Высокий старец Петр подошёл к нему и принял благословение: он любил своего о. Макария глубоко и преданно заботился о нем, как о ребенке, этот человек, видавший много горя в жизни.

– Чаю, отец мой?.. Когда ели?.. А чай готов уже: мы его ещё там у аила вскипятили со Стефаном Васильевичем и перенесли сюда, а сейчас он опять закипел... Вон туда, под черемуху... Ох, и денек: солнце, кажется, светить сегодня устанет: глядите, ни отметинки на небе, а с горы тут на звёзды глядеть хорошо будет и на Алтай: трудно только подняться вам будет...

– Как тебя зовут, девушка!.. Давно ли хвораешь?..

– её зовут Косьту, – вышла из юрты хозяйка с толканом и курмачем в руках, – она – славная кыс.

– А хвораю давно! – сказала Косьту. – Говорят, отец простудил меня: он забыл огонь после камланья, и очаг потух... на отце была шуба, а я спала около очага без нее: я была очень маленькая и простыла тогда; а все-таки росла, как осина, сухая и тонкая.

– А мать? – спросил о. Макарий. – Почему не поберегла тебя мать?

– У меня не было матери, – печально ответила она, потупив лицо, сидя на сваленной бурей сосне, чья вершина уходила далеко почти к самому порогу жилища кама, её отца.

Из третьей юрты вышли пожилая женщина и инородец, очевидно её хозяева. Они подошли к гостям аила и, закурив трубки, сели подле костра разведенного спутниками о. Макария.

Маленький Тегенек, видимо уснувший, не мешал матери, и она присоединилась к слушателям о. Макария.

А он опять учил, позабыв о чае, и его слова заставляли Ай вздыхать, а на тёмных глазах бледнолицей Косьту вызывали слёзы.

– Вон, опять едут к твоему отцу! – сказал, вынимая трубку изо рта, флегматичный алтаец, перебивая слова о. Макария, которые, видимо, плохо слушал.

Обернувшись, все увидели ехавших гуськом трех алтайцев, которые вели за собой соловую лошадь.

– Камлать! – протянула мать. – Ай калак... Опять напугают боламчика... Беги, скажи отцу, Косьту, добудись его.

Косьту ещё более побледнела: она взяла руку о. Макария и сказала горестно:

– Опять замучают лошадь.
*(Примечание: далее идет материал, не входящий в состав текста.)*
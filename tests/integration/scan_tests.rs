use dupefind::duplicates::{DuplicateFinder, FinderConfig, FinderError};
use std::fs::{self, File};
use std::io::Write;
use std::path::PathBuf;
use tempfile::tempdir;

fn write(path: PathBuf, content: &[u8]) -> PathBuf {
    File::create(&path).unwrap().write_all(content).unwrap();
    path
}

#[test]
fn test_scan_empty_directory() {
    let dir = tempdir().unwrap();
    let finder = DuplicateFinder::with_defaults();

    let (groups, summary) = finder.find_duplicates(&[dir.path().to_path_buf()]).unwrap();

    assert!(groups.is_empty());
    assert_eq!(summary.total_files, 0);
    assert_eq!(summary.duplicate_groups, 0);
    assert!(summary.scan_errors.is_empty());
}

#[test]
fn test_scan_unique_files() {
    let dir = tempdir().unwrap();
    write(dir.path().join("a.txt"), b"content a");
    write(dir.path().join("b.txt"), b"content bb");
    write(dir.path().join("c.txt"), b"content ccc");

    let finder = DuplicateFinder::with_defaults();
    let (groups, summary) = finder.find_duplicates(&[dir.path().to_path_buf()]).unwrap();

    assert!(groups.is_empty());
    assert_eq!(summary.total_files, 3);
    // distinct sizes: nothing needs hashing
    assert_eq!(summary.hashed_files, 0);
}

#[test]
fn test_scan_basic_groups() {
    // a == b, c same size as a but different bytes, d unique size
    let dir = tempdir().unwrap();
    let a = write(dir.path().join("a"), b"hello");
    let b = write(dir.path().join("b"), b"hello");
    write(dir.path().join("c"), b"world");
    write(dir.path().join("d"), b"hi");

    let finder = DuplicateFinder::with_defaults();
    let (groups, summary) = finder.find_duplicates(&[dir.path().to_path_buf()]).unwrap();

    assert_eq!(groups.len(), 1);
    assert_eq!(groups[0].paths(), vec![a, b]);
    assert_eq!(groups[0].size, 5);
    assert_eq!(summary.hashed_files, 3);
    assert_eq!(summary.eliminated_by_size, 1);
}

#[test]
fn test_scan_empty_files_never_grouped() {
    let dir = tempdir().unwrap();
    write(dir.path().join("e1"), b"");
    write(dir.path().join("e2"), b"");
    write(dir.path().join("e3"), b"");

    let finder = DuplicateFinder::with_defaults();
    let (groups, summary) = finder.find_duplicates(&[dir.path().to_path_buf()]).unwrap();

    assert!(groups.is_empty());
    assert_eq!(summary.empty_files, 3);
    assert_eq!(summary.hashed_files, 0);
}

#[test]
fn test_scan_nested_directories() {
    let dir = tempdir().unwrap();
    let sub = dir.path().join("x").join("y");
    fs::create_dir_all(&sub).unwrap();

    let top = write(dir.path().join("top.bin"), b"nested duplicate");
    let deep = write(sub.join("deep.bin"), b"nested duplicate");

    let finder = DuplicateFinder::with_defaults();
    let (groups, _) = finder.find_duplicates(&[dir.path().to_path_buf()]).unwrap();

    assert_eq!(groups.len(), 1);
    let mut expected = vec![top, deep];
    expected.sort();
    assert_eq!(groups[0].paths(), expected);
}

#[test]
fn test_scan_hidden_files_included() {
    let dir = tempdir().unwrap();
    write(dir.path().join(".hidden"), b"dotfile data");
    write(dir.path().join("visible"), b"dotfile data");

    let finder = DuplicateFinder::with_defaults();
    let (groups, _) = finder.find_duplicates(&[dir.path().to_path_buf()]).unwrap();

    assert_eq!(groups.len(), 1);
    assert_eq!(groups[0].len(), 2);
}

#[test]
fn test_scan_groups_sorted_by_first_path() {
    let dir = tempdir().unwrap();
    write(dir.path().join("z1"), b"zzz group");
    write(dir.path().join("z2"), b"zzz group");
    write(dir.path().join("a1"), b"aaa");
    write(dir.path().join("a2"), b"aaa");

    let finder = DuplicateFinder::with_defaults();
    let (groups, _) = finder.find_duplicates(&[dir.path().to_path_buf()]).unwrap();

    assert_eq!(groups.len(), 2);
    assert!(groups[0].files[0].path.ends_with("a1"));
    assert!(groups[1].files[0].path.ends_with("z1"));
}

#[test]
fn test_scan_many_copies_single_group() {
    let dir = tempdir().unwrap();
    for i in 0..10 {
        write(dir.path().join(format!("copy{i:02}")), b"repeated payload");
    }

    let finder = DuplicateFinder::new(FinderConfig::default().with_io_threads(3));
    let (groups, summary) = finder.find_duplicates(&[dir.path().to_path_buf()]).unwrap();

    assert_eq!(groups.len(), 1);
    assert_eq!(groups[0].len(), 10);
    assert_eq!(summary.duplicate_files, 9);
    assert_eq!(summary.reclaimable_space, 9 * 16);
}

#[test]
fn test_scan_large_same_size_files_differing_at_end() {
    let dir = tempdir().unwrap();
    let mut a = vec![7u8; 256 * 1024];
    let b = a.clone();
    let c = a.clone();
    write(dir.path().join("b"), &b);
    write(dir.path().join("c"), &c);
    if let Some(last) = a.last_mut() {
        *last = 8;
    }
    write(dir.path().join("a"), &a);

    let finder = DuplicateFinder::with_defaults();
    let (groups, _) = finder.find_duplicates(&[dir.path().to_path_buf()]).unwrap();

    assert_eq!(groups.len(), 1);
    assert_eq!(groups[0].len(), 2);
    assert!(groups[0].files[0].path.ends_with("b"));
}

#[test]
fn test_scan_single_threaded_matches_parallel() {
    let dir = tempdir().unwrap();
    for i in 0..6 {
        write(dir.path().join(format!("p{i}")), format!("pair {}", i / 2).as_bytes());
    }

    let roots = [dir.path().to_path_buf()];
    let (sequential, _) = DuplicateFinder::new(FinderConfig::default().with_io_threads(1))
        .find_duplicates(&roots)
        .unwrap();
    let (parallel, _) = DuplicateFinder::new(FinderConfig::default().with_io_threads(8))
        .find_duplicates(&roots)
        .unwrap();

    assert_eq!(sequential, parallel);
    assert_eq!(sequential.len(), 3);
}

#[test]
fn test_scan_file_root() {
    let dir = tempdir().unwrap();
    let a = write(dir.path().join("a"), b"single root file");
    let sub = dir.path().join("sub");
    fs::create_dir(&sub).unwrap();
    let b = write(sub.join("b"), b"single root file");

    let finder = DuplicateFinder::with_defaults();
    let (groups, summary) = finder.find_duplicates(&[a.clone(), sub]).unwrap();

    assert_eq!(summary.roots_scanned, 2);
    assert_eq!(groups.len(), 1);
    assert_eq!(groups[0].paths(), vec![a, b]);
}

#[test]
fn test_scan_invalid_root_lists_all() {
    let dir = tempdir().unwrap();
    let good = dir.path().to_path_buf();
    let bad1 = dir.path().join("missing1");
    let bad2 = dir.path().join("missing2");

    let finder = DuplicateFinder::with_defaults();
    let err = finder
        .find_duplicates(&[bad1.clone(), good, bad2.clone()])
        .unwrap_err();

    match err {
        FinderError::InvalidRoot(paths) => assert_eq!(paths, vec![bad1, bad2]),
        other => panic!("Expected InvalidRoot, got {:?}", other),
    }
}

#[test]
fn test_scan_no_roots() {
    let finder = DuplicateFinder::with_defaults();
    assert!(matches!(
        finder.find_duplicates(&[]),
        Err(FinderError::NoRoots)
    ));
}

#[test]
fn test_scan_is_deterministic() {
    let dir = tempdir().unwrap();
    for (name, content) in [("q", "one"), ("w", "one"), ("e", "two"), ("r", "two")] {
        write(dir.path().join(name), content.as_bytes());
    }

    let finder = DuplicateFinder::with_defaults();
    let roots = [dir.path().to_path_buf()];
    let (first, _) = finder.find_duplicates(&roots).unwrap();
    let (second, _) = finder.find_duplicates(&roots).unwrap();

    assert_eq!(first, second);
}
impl std::fmt::Debug for FinderConfig {
    fn fmt(&self, f: &mut std::fmt::Formatter<'_>) -> std::fmt::Result {
        f.debug_struct("FinderConfig")
            .field("io_threads", &self.io_threads)
            .field("walker_config", &self.walker_config)
            .field("shutdown_flag", &self.shutdown_flag)
            .field(
                "progress_callback",
                &self.progress_callback.as_ref().map(|_| "<callback>"),
            )
            .finish()
    }
}

impl Default for FinderConfig {
    fn default() -> Self {
        Self {
            io_threads: 4,
            walker_config: WalkerConfig::default(),
            shutdown_flag: None,
            progress_callback: None,
        }
    }
}

impl FinderConfig {
    /// Create a new configuration with custom I/O thread count.
    #[must_use]
    pub fn with_io_threads(mut self, threads: usize) -> Self {
        self.io_threads = threads.max(1);
        self
    }

    /// Set the walker configuration.
    #[must_use]
    pub fn with_walker_config(mut self, config: WalkerConfig) -> Self {
        self.walker_config = config;
        self
    }

    /// Set the shutdown flag for graceful termination.
    #[must_use]
    pub fn with_shutdown_flag(mut self, flag: Arc<AtomicBool>) -> Self {
        self.shutdown_flag = Some(flag);
        self
    }

    /// Set the progress callback.
    #[must_use]
    pub fn with_progress_callback(mut self, callback: Arc<dyn ProgressCallback>) -> Self {
        self.progress_callback = Some(callback);
        self
    }

    /// Check if shutdown has been requested.
    fn is_shutdown_requested(&self) -> bool {
        flag_is_set(&self.shutdown_flag)
    }

    fn index_config(&self) -> IndexConfig {
        IndexConfig {
            walker_config: self.walker_config.clone(),
            shutdown_flag: self.shutdown_flag.clone(),
            progress_callback: self.progress_callback.clone(),
        }
    }

    fn resolve_config(&self) -> ResolveConfig {
        ResolveConfig {
            io_threads: self.io_threads,
            shutdown_flag: self.shutdown_flag.clone(),
            progress_callback: self.progress_callback.clone(),
        }
    }
}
О, абыз! Попроси твоего Бога, чтобы абам не мог камлать, пусть все кара-неме убегут отсюда.

Алтайцы в своих странных одеждах уже подъезжали. Громкий лай собак приветствовал их, но, как только они подъехали к группе людей и слезли с лошадей, собаки прекратили лай и стали обнюхивать приезжих.

– Кто вы? – спросил обитатель аила.

И, когда приезжие поздоровались и объяснили, откуда они и зачем, он указал им юрту Кагыра, которому они привели коня, действительно, для камланья.

– Абыз, – умоляюще сказала опять Косьту, – не пускай их!

– Кам спит, – выступил о. Макарий, – дочь говорит, что он болен: я тут часа три и ещё не видал его; садитесь с нами, гости, и поговорим, а коней привяжите... Почему вы хотите камлать?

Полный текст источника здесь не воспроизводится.